Si l'on en fait abstraction, il pose les bonnes questions.

Excuses aux gays, Luther: le risque de confusion


Riccardo Cascioli
28/06/2016
www.lanuovabq.it
Ma traduction

* * *

Désormais, il semble vraiment inutile d'essayer de relire la réponse du pape, de chercher à expliquer que la réponse - pour confuse qu'elle soit - fait comprendre qu'il parle des personnes ayant des tendances homosexuelles et non du mouvement gay, qu'il parle de pastorale et d'accompagnement et non de revendications politiques; qu'en se référant au catéchisme, on peut imaginer (avec beaucoup d'imagination, ou une bonne dose d'aveuglement!!, ndt) qu'il entend tout ce que le catéchisme dit (1) sur le sujet. C'est absolument inutile, parce que le message - résultat de la conférence de presse dans l'avion de retour d'Arménie - est déjà passé sur tous les médias internationaux: «Le Pape: l'Église s'excuse pour les gays».

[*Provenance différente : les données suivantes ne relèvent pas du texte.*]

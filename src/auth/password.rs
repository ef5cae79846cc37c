//! Password hashing and verification.
//!
//! Uses Argon2id with a per-password random salt. Hash and salt are kept
//! as separate byte strings, matching the credential store's columns.

use argon2::password_hash::Output;
use argon2::{Algorithm, Argon2, Params, Version};
use rand_core::{OsRng, RngCore};
use serde::Deserialize;

use super::error::AuthError;

/// Argon2id cost parameters.
#[derive(Debug, Clone, Deserialize)]
#[serde(default)]
pub struct HashParams {
    /// Salt length in bytes.
    pub salt_len: usize,
    /// Derived key length in bytes.
    pub output_len: usize,
    /// Number of iterations.
    pub time_cost: u32,
    /// Memory cost in KiB.
    pub memory_kib: u32,
    /// Degree of parallelism.
    pub parallelism: u32,
}

impl Default for HashParams {
    fn default() -> Self {
        Self {
            salt_len: 32,
            output_len: 32,
            time_cost: 1,
            memory_kib: 64 * 1024, // 64 MiB
            parallelism: 4,
        }
    }
}

/// A stored password hash with its salt.
///
/// Never leaves the hashing/store boundary; `Debug` is redacted so the
/// bytes cannot end up in logs.
#[derive(Clone, PartialEq, Eq)]
pub struct PasswordRecord {
    pub hash: Vec<u8>,
    pub salt: Vec<u8>,
}

impl std::fmt::Debug for PasswordRecord {
    fn fmt(&self, f: &mut std::fmt::Formatter<'_>) -> std::fmt::Result {
        f.debug_struct("PasswordRecord").finish_non_exhaustive()
    }
}

/// Argon2id password hasher.
#[derive(Debug, Clone)]
pub struct PasswordHasher {
    params: HashParams,
}

impl PasswordHasher {
    pub fn new(params: HashParams) -> Self {
        Self { params }
    }

    fn argon2(&self, output_len: usize) -> Result<Argon2<'static>, AuthError> {
        let params = Params::new(
            self.params.memory_kib,
            self.params.time_cost,
            self.params.parallelism,
            Some(output_len),
        )
        .map_err(|e| AuthError::Crypto(e.to_string()))?;
        Ok(Argon2::new(Algorithm::Argon2id, Version::V0x13, params))
    }

    /// Hash a password with a fresh random salt.
    ///
    /// Fails only when parameters are invalid or the OS RNG cannot supply
    /// the salt; there is no fallback to a weaker randomness source.
    pub fn hash(&self, password: &str) -> Result<PasswordRecord, AuthError> {
        let mut salt = vec![0u8; self.params.salt_len];
        OsRng
            .try_fill_bytes(&mut salt)
            .map_err(|e| AuthError::Crypto(e.to_string()))?;

        let mut hash = vec![0u8; self.params.output_len];
        self.argon2(self.params.output_len)?
            .hash_password_into(password.as_bytes(), &salt, &mut hash)
            .map_err(|e| AuthError::Crypto(e.to_string()))?;

        Ok(PasswordRecord { hash, salt })
    }

    /// Verify a password against a stored record.
    ///
    /// Recomputes the derivation with the stored salt and compares in
    /// constant time. A wrong password returns `false`, never an error.
    pub fn verify(&self, password: &str, record: &PasswordRecord) -> bool {
        let Ok(argon2) = self.argon2(record.hash.len()) else {
            return false;
        };

        let mut computed = vec![0u8; record.hash.len()];
        if argon2
            .hash_password_into(password.as_bytes(), &record.salt, &mut computed)
            .is_err()
        {
            return false;
        }

        // Output's equality is constant-time; no early exit per byte.
        match (Output::new(&record.hash), Output::new(&computed)) {
            (Ok(stored), Ok(fresh)) => stored == fresh,
            _ => false,
        }
    }
}

#[cfg(test)]
mod tests {
    use super::*;

    // Small cost parameters so the suite stays fast.
    fn test_hasher() -> PasswordHasher {
        PasswordHasher::new(HashParams {
            salt_len: 16,
            output_len: 32,
            time_cost: 1,
            memory_kib: 16,
            parallelism: 1,
        })
    }

    #[test]
    fn test_hash_then_verify() {
        let hasher = test_hasher();
        let record = hasher.hash("correct horse battery staple").unwrap();
        assert!(hasher.verify("correct horse battery staple", &record));
    }

    #[test]
    fn test_wrong_password_fails() {
        let hasher = test_hasher();
        let record = hasher.hash("password123").unwrap();
        assert!(!hasher.verify("password124", &record));
        assert!(!hasher.verify("", &record));
    }

    #[test]
    fn test_salts_are_unique() {
        let hasher = test_hasher();
        let a = hasher.hash("same password").unwrap();
        let b = hasher.hash("same password").unwrap();
        assert_ne!(a.salt, b.salt);
        assert_ne!(a.hash, b.hash);
    }

    #[test]
    fn test_record_lengths_follow_params() {
        let hasher = test_hasher();
        let record = hasher.hash("pw").unwrap();
        assert_eq!(record.salt.len(), 16);
        assert_eq!(record.hash.len(), 32);
    }

    #[test]
    fn test_debug_is_redacted() {
        let record = PasswordRecord {
            hash: vec![0xAA; 32],
            salt: vec![0xBB; 16],
        };
        let rendered = format!("{record:?}");
        assert!(!rendered.contains("aa"));
        assert!(!rendered.contains("170"));
    }

    #[test]
    fn test_unicode_passwords() {
        let hasher = test_hasher();
        let record = hasher.hash("contraseña-pässwörd-密码").unwrap();
        assert!(hasher.verify("contraseña-pässwörd-密码", &record));
        assert!(!hasher.verify("contraseña-pässwörd", &record));
    }
}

Nous pourrions en discuter pendant des jours, cela ne changerait pas l'histoire: même quelqu'un qui serait tombé distraitement sur un journal, un site Web d'information, les nouvelles à la radio ou à télévision, aura déjà reçu et digéré le message: l'Eglise s'est toujours mal comportée avec les gays et doit aujourd'hui présenter des excuses (ce qui, traduit dans le langage du monde, signifie satisfaire à toutes les exigences du mouvement gay).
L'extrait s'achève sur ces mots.